WSU’s weather data collection stations receive upgrades statewide

WSU collects weather data for state, submits to national program



Weather tower in Pullman

DAVID HUTNER, Evergreen reporter

The WSU AgWeatherNet, which collects weather data throughout the state of Washington, is in the process of upgrading its weather stations to enhance its collection techniques.

The AgWeatherNet received $374,488 from the National Mesonet Program, or NMP, this year as compensation for collecting and submitting weather data, said Lav Khot, interim director of the AgWeatherNet.

The NMP relays the data to the National Oceanic and Atmospheric Administration, which uses weather data to inform the public, construct forecasts and study both state and regional climate, Khot said.

Taking weather data is important for the agricultural industry to help them prepare their fields for the conditions. To do this, weather stations take data on wind speed, air temperature, rainfall, solar radiation, relative humidity, soil temperature, and soil moisture, he said.

Currently, the AgWeatherNet has 344 stations spread across the state. Of these, 118 are towers, 101 are tripods and 125 are private. They plan to continue upgrading sites to towers and building new ones, he said.

These towers, called climate-grade weather stations, cost about $17,000-$19,000 to build, he said. If you include the new sensors and rain gauge the total comes out to $25,000 per tower.
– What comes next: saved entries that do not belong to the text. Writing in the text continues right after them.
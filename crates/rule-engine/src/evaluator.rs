//! 条件评估器
//!
//! 实现各操作符的纯函数语义。所有失败都以 `Err` 返回，由执行器降级为不匹配。

use chrono::{DateTime, Utc};

use crate::compiler::Operand;
use crate::error::{Result, RuleError};
use crate::operators::Operator;
use crate::record::FieldValue;

const MILLIS_PER_DAY: f64 = 86_400_000.0;

/// 条件评估器
pub struct ConditionEvaluator;

impl ConditionEvaluator {
    /// 评估条件
    ///
    /// # Arguments
    /// * `field_value` - 从记录读取的字段值，读取失败时为 `Null`
    /// * `operator` - 操作符
    /// * `operand` - 编译期预转换的期望值
    /// * `list` - 配置自带的辅助列表（`in_list` 使用）
    /// * `now` - 时间类操作符的参照时间
    pub fn evaluate(
        field_value: &FieldValue,
        operator: Operator,
        operand: &Operand,
        list: &[String],
        now: DateTime<Utc>,
    ) -> Result<bool> {
        match (operator, operand) {
            (Operator::Equals, Operand::Text(expected)) => Ok(field_value.to_string() == *expected),
            (Operator::NotEquals, Operand::Text(expected)) => {
                Ok(field_value.to_string() != *expected)
            }
            (Operator::Contains, Operand::Text(expected)) => {
                Ok(field_value.to_string().contains(expected.as_str()))
            }
            (Operator::NotContains, Operand::Text(expected)) => {
                Ok(!field_value.to_string().contains(expected.as_str()))
            }
            (Operator::Matches, Operand::Pattern(regex)) => {
                Ok(regex.is_match(&field_value.to_string()))
            }
            (Operator::InList, Operand::DataList) => {
                let value = field_value.to_string();
                Ok(list.iter().any(|entry| *entry == value))
            }
            (Operator::LessThan, Operand::Number(expected)) => {
                Self::compare(field_value, operator, *expected, |a, b| a < b)
            }
            (Operator::GreaterThan, Operand::Number(expected)) => {
                Self::compare(field_value, operator, *expected, |a, b| a > b)
            }
            (Operator::LessThanDaysAgo, Operand::Number(threshold)) => {
                let time = field_value.as_time().ok_or_else(|| {
                    RuleError::operator(
                        operator.name(),
                        format!("{} value is not time-like", Self::type_name(field_value)),
                    )
                })?;
                Ok(elapsed_days(now, time) < *threshold)
            }
            _ => Err(RuleError::operator(
                operator.name(),
                "operand does not fit operator",
            )),
        }
    }

    /// 数值比较
    fn compare<F>(field: &FieldValue, operator: Operator, expected: f64, cmp: F) -> Result<bool>
    where
        F: Fn(f64, f64) -> bool,
    {
        let actual = field.as_number().ok_or_else(|| {
            RuleError::operator(
                operator.name(),
                format!("{} value is not numeric", Self::type_name(field)),
            )
        })?;

        Ok(cmp(actual, expected))
    }

    /// 获取值的类型名称
    fn type_name(value: &FieldValue) -> &'static str {
        match value {
            FieldValue::Null => "null",
            FieldValue::Bool(_) => "boolean",
            FieldValue::Int(_) | FieldValue::Float(_) => "number",
            FieldValue::Text(_) => "string",
            FieldValue::Time(_) => "time",
            FieldValue::Date(_) => "date",
        }
    }
}

/// 从 `then` 到 `now` 经过的天数（含小数，未来时间为负）
pub fn elapsed_days(now: DateTime<Utc>, then: DateTime<Utc>) -> f64 {
    (now - then).num_milliseconds() as f64 / MILLIS_PER_DAY
}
“That’s just the hardware cost,” he said. “Once the data comes, we have to have amazon web services storing the data and dispatching the data… that’s gonna be a monthly cost.”

The towers take data every 15 minutes and form a network to take data across the state. Gaps in the network are filled in by the tripods. They plan to build 25 towers per year, but have faced difficulty in staffing and resources, he said.

“Because we have such a huge network, we have to maintain our existing network,” he said.

Upgrading weather stations to towers improves their ability to take accurate measurements and includes installing industry-standard equipment, said Jonathan Contezac, an AgWeatherNet Field Meteorologist.

For starters, most industry models rely on wind speed 10 meters from the ground, which is not possible with the tripod stations, Contezac said. Wind speeds measured ten meters from the ground are typically twenty to thirty percent faster than wind speeds measured two meters from the ground, as they are with tripods.

Additionally, they plan to upgrade the rain gauge sensor mechanisms to utilize a weighing scale, he said.

“The sensors we use now, they’re kind of a tipping mechanism. Internally there’s a see-saw mechanism that goes up and down,” he said.

These see-saw mechanisms are good for measuring rainfall, but the weighing scale will be able to measure all precipitation, including snow and hail, he said.

The towers also come with aerated temperature probes, while the tripods temperature probes are unaerated, he said. The aeration, which is provided by a fan blowing air on the probe, circumvents temperature bias from accumulated solar radiation.

Contezac also hopes to invest in a fuel moisture sensor to predict fire hazards. These would measure relative moisture in brushes and grasses, which are fuel for wildfires.

Contezac said one of the biggest problems for AgWeatherNet in the past 10 years has been funding.

“For the size of our network, we should probably have about 25 full-time employees, and we’re currently operating with five full-time employees,” he said.

Duties of meteorologists include visiting stations three to four times per year to perform regular maintenance, he said. This includes polishing radiation shields, leveling sensors for accurate measurements, running trip tests on rain gauges, mowing grass if needed, and similar routine tasks.

While other state’s networks have an employee assigned to about eight weather stations, Washington’s network has one assigned to every forty, he said.

“We can’t sustain this size network forever,” he said.